According to the Bureau of Labor Statistics, Michigan lost 221,400 jobs in the third quarter of 2017 and gained 196,700 jobs. This is only the third quarter in the current recovery that saw a net job loss. Meanwhile, state officials announced that they were going to deliver subsidies through the Michigan Business Development Program to 23 companies that pledged to create 3,700 jobs. If the state had to rely on the few businesses that receive taxpayer money to replace the jobs lost in the quarter, it would only be able to replace 1 out of 60 jobs.

The business subsidy program is far less beneficial than advertised. For one thing, it’s rare for all the promised jobs to show up. Even worse, when you look at the net costs of the program, you’ll find that for every half million it spends in an average county, the county loses 600 jobs.
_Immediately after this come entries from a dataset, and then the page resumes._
use std::fmt;
use std::str::FromStr;
use serde::{Deserialize, Serialize};
use crate::codec::error::CodecError;

/// A 6-byte hardware address.
///
/// The canonical text form is uppercase, colon-separated hex pairs
/// (`B8:27:EB:E0:DC:E8`), which is also what serde reads and writes.
#[derive(Debug, Clone, Copy, PartialEq, Eq, Hash, PartialOrd, Ord, Serialize, Deserialize)]
#[serde(try_from = "String", into = "String")]
pub struct MacAddress([u8; 6]);

impl MacAddress {
    pub const fn new(octets: [u8; 6]) -> Self {
        Self(octets)
    }

    pub fn octets(&self) -> [u8; 6] {
        self.0
    }

    /// Build from a wire payload; anything other than exactly 6 bytes is rejected.
    pub fn from_bytes(bytes: &[u8]) -> Option<Self> {
        <[u8; 6]>::try_from(bytes).ok().map(Self)
    }
}

impl FromStr for MacAddress {
    type Err = CodecError;

    /// Accepts `aa:bb:cc:dd:ee:ff`, `AA-BB-CC-DD-EE-FF` or `aabbccddeeff`.
    fn from_str(s: &str) -> Result<Self, Self::Err> {
        let digits: String = s.trim().chars().filter(|c| *c != ':' && *c != '-').collect();
        let bytes = hex::decode(&digits)
            .map_err(|_| CodecError::InvalidMacAddress(s.to_string()))?;
        Self::from_bytes(&bytes).ok_or_else(|| CodecError::InvalidMacAddress(s.to_string()))
    }
}

impl TryFrom<String> for MacAddress {
    type Error = CodecError;

    fn try_from(value: String) -> Result<Self, Self::Error> {
        value.parse()
    }
}

impl From<MacAddress> for String {
    fn from(mac: MacAddress) -> Self {
        mac.to_string()
    }
}

impl fmt::Display for MacAddress {
    fn fmt(&self, f: &mut fmt::Formatter<'_>) -> fmt::Result {
        let [a, b, c, d, e, g] = self.0;
        write!(f, "{a:02X}:{b:02X}:{c:02X}:{d:02X}:{e:02X}:{g:02X}")
    }
}
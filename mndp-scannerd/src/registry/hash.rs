use std::net::IpAddr;
use serde::Serialize;
use sha2::{Sha256, Digest};
use shared::codec::MacAddress;
use shared::types::DeviceSnapshot;

/// Hash only device data: observed_at/last_seen change on every
/// announcement even when nothing about the device did.
#[derive(Serialize)]
struct HashView<'a> {
    source_mac: &'a MacAddress,
    sender_ip: &'a IpAddr,
    identity: &'a Option<String>,
    version: &'a Option<String>,
    platform: &'a Option<String>,
    software_id: &'a Option<String>,
    board: &'a Option<String>,
    interface_name: &'a Option<String>,
    ipv4_address: &'a Option<String>,
    ipv6_address: &'a Option<String>,
    uptime: &'a Option<String>,
}

/// Computes a SHA-256 hash of the device snapshot.
/// The snapshot is ordered by MAC, so the output is deterministic.
pub fn compute_hash(devices: &DeviceSnapshot) -> String {
    let views: Vec<HashView<'_>> = devices
        .values()
        .map(|d| HashView {
            source_mac: &d.source_mac,
            sender_ip: &d.sender_ip,
            identity: &d.identity,
            version: &d.version,
            platform: &d.platform,
            software_id: &d.software_id,
            board: &d.board,
            interface_name: &d.interface_name,
            ipv4_address: &d.ipv4_address,
            ipv6_address: &d.ipv6_address,
            uptime: &d.uptime,
        })
        .collect();

    let json = serde_json::to_string(&views)
        .expect("Failed to serialize devices for hashing");

    let hash = Sha256::digest(json.as_bytes());
    hex::encode(hash)
}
These targeted business subsidies simply don’t work. Instead, lawmakers can find ways to operate governments more efficiently and use the savings to lower the tax burden. Or they can re-examine regulatory burdens, such as occupational licensing requirements, much of which make it harder to create jobs without protecting consumers. Both steps would encourage more job growth and less job loss. And they would be actual improvements to the business climate instead of the token symbols of growth delivered by select subsidies.

At bottom, however, the question is whether select business interests have higher status among lawmakers than regular taxpayers. There are a few that get these deals and everyone else has to pay for them. If these deals were actually able to generate broad economic growth, that would be one thing. But since they fail to live up to their promises, these subsidies show just where regular people stand compared to the ones getting special deals.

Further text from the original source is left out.